=== Section Start ===

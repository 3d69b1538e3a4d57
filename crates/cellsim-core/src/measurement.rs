//! Narrow sink through which the engine reports to measurement collaborators.

use crate::AgentId;
use serde::{Deserialize, Serialize};
use std::sync::{Arc, Mutex};

/// Kind of interaction occurrence.
#[derive(Debug, Clone, Copy, Serialize, Deserialize, PartialEq, Eq, Hash)]
pub enum InteractionOccurrence {
    ContactStarted,
    ContactEnded,
    Avoided,
}

#[derive(Debug, Clone, Serialize, Deserialize, PartialEq)]
pub struct InteractionRecord {
    pub time: f64,
    pub occurrence: InteractionOccurrence,
    pub agent: AgentId,
    pub partner: AgentId,
    pub agent_type: String,
    pub partner_type: String,
}

#[derive(Debug, Clone, Serialize, Deserialize, PartialEq)]
pub struct StateChangeRecord {
    pub time: f64,
    pub agent: AgentId,
    pub from: Option<String>,
    pub to: String,
}

#[derive(Debug, Clone, Serialize, Deserialize, PartialEq)]
pub struct BoundaryCrossRecord {
    pub time: f64,
    pub agent: AgentId,
    pub deleted: bool,
}

/// Local, non-fatal failure of one agent's operation during one tick.
#[derive(Debug, Clone, Serialize, Deserialize, PartialEq)]
pub struct AnomalyRecord {
    pub time: f64,
    pub agent: AgentId,
    pub message: String,
}

/// Everything a sink can receive, in arrival order.
#[derive(Debug, Clone, Serialize, Deserialize, PartialEq)]
pub enum MeasurementRecord {
    Interaction(InteractionRecord),
    StateChange(StateChangeRecord),
    BoundaryCross(BoundaryCrossRecord),
    Anomaly(AnomalyRecord),
}

/// Measurement collaborator invoked by the engine.
pub trait MeasurementSink: Send {
    fn record(&mut self, record: MeasurementRecord);
}

/// No-op sink.
#[derive(Debug, Default)]
pub struct NullMeasurements;

impl MeasurementSink for NullMeasurements {
    fn record(&mut self, _record: MeasurementRecord) {}
}

/// Sink buffering every record behind a shared handle, so callers keep access after
/// handing the sink to a world.
#[derive(Debug, Clone, Default)]
pub struct RecordingMeasurements {
    records: Arc<Mutex<Vec<MeasurementRecord>>>,
}

impl RecordingMeasurements {
    #[must_use]
    pub fn new() -> Self {
        Self::default()
    }

    /// Copy of everything recorded so far.
    #[must_use]
    pub fn records(&self) -> Vec<MeasurementRecord> {
        self.records
            .lock()
            .map(|records| records.clone())
            .unwrap_or_default()
    }

    #[must_use]
    pub fn interactions(&self) -> Vec<InteractionRecord> {
        self.records()
            .into_iter()
            .filter_map(|record| match record {
                MeasurementRecord::Interaction(interaction) => Some(interaction),
                _ => None,
            })
            .collect()
    }

    #[must_use]
    pub fn state_changes(&self) -> Vec<StateChangeRecord> {
        self.records()
            .into_iter()
            .filter_map(|record| match record {
                MeasurementRecord::StateChange(change) => Some(change),
                _ => None,
            })
            .collect()
    }

    #[must_use]
    pub fn boundary_crossings(&self) -> Vec<BoundaryCrossRecord> {
        self.records()
            .into_iter()
            .filter_map(|record| match record {
                MeasurementRecord::BoundaryCross(cross) => Some(cross),
                _ => None,
            })
            .collect()
    }
}

impl MeasurementSink for RecordingMeasurements {
    fn record(&mut self, record: MeasurementRecord) {
        if let Ok(mut records) = self.records.lock() {
            records.push(record);
        }
    }
}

=== Section End ===

● **Exercise aim**
For the lines above, output exactly those from the line containing "pub struct BoundaryCrossRecord" through the line containing "in arrival order.", and skip the others.

● **Written answer**
pub struct BoundaryCrossRecord {
    pub time: f64,
    pub agent: AgentId,
    pub deleted: bool,
}

/// Local, non-fatal failure of one agent's operation during one tick.
#[derive(Debug, Clone, Serialize, Deserialize, PartialEq)]
pub struct AnomalyRecord {
    pub time: f64,
    pub agent: AgentId,
    pub message: String,
}

/// Everything a sink can receive, in arrival order.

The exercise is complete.